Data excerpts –
────────────────────

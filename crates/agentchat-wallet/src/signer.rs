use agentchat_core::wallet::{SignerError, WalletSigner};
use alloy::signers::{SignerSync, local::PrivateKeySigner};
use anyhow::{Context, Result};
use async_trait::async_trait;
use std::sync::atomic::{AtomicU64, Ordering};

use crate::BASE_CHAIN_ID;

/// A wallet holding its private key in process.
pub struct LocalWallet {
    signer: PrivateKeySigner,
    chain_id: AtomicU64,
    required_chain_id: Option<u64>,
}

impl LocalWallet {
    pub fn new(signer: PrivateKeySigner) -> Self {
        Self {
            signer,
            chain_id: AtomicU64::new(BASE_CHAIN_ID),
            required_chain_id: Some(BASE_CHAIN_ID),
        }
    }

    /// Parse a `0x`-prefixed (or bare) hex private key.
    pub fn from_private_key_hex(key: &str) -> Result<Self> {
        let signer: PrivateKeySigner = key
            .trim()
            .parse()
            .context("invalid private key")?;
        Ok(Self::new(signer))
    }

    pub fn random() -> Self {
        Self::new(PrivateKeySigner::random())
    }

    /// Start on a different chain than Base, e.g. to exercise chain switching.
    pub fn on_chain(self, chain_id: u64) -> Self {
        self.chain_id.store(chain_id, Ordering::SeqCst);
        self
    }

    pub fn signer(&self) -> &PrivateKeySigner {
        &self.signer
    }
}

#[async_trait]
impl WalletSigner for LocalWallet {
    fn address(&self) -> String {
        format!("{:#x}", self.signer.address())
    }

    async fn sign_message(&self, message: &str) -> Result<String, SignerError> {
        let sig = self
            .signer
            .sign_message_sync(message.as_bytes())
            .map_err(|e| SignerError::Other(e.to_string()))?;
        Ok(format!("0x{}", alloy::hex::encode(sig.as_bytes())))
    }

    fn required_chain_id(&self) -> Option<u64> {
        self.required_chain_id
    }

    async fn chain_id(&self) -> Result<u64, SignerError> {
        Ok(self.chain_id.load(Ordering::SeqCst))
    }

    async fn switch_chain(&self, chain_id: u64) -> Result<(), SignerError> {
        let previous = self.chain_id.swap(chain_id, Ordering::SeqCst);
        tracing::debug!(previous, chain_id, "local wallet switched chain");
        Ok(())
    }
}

────────────────────

Required work – Count of lines that include "message" in the records above: write that value only.

Exercise solution – 2